The difference is that those systems goes to great lengths to ensure that the decision is done based on clinical needs and objective measures of what achieves the most patient benefit for the available money.
As a result it is very transparent what is sacrificed - e.g. you can find NICE [1] documentation on evaluations of individual drugs and treatments and their benefits, and documentation of the decision making processes of the NHS trusts, so they can be debated and used as a basis for deciding funding, or you're free to sign on to additional private cover if the exemptions worry you.
What we don't get is debates like this where people need to exchange information about whether or not an insurer is likely to try do be excessively strict in denying claims etc., because those kinds of things are extremely marginal here, not something most people ever need to deal with.

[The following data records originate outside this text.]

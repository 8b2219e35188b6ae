pub type Result<T> = std::result::Result<T, Error>;

/// Bootstrap-side errors (configuration, pool construction). Request-level
/// outcomes travel in the response envelope instead.
#[derive(Debug, thiserror::Error)]
pub enum Error {
    #[error("Configuration error: {0}")]
    Config(String),

    #[error("Database error: {0}")]
    Database(#[from] sqlx::Error),
}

> As a result it is very transparent what is sacrificed - e.g. you can find NICE [1] documentation on evaluations of individual drugs and treatments and their benefits, and documentation of the decision making processes of the NHS trusts, so they can be debated and used as a basis for deciding funding, or you're free to sign on to additional private cover if the exemptions worry you.
The decisions that NICE makes are not fundamentally different from the decisions that insurers make when deciding which medications and treatments are covered for various conditions, and in fact, you can find analogous documentation of these decisions from every major insurer.
> The difference is that those systems goes to great lengths to ensure that the decision is done based on clinical needs and objective measures of what achieves the most patient benefit for the available money.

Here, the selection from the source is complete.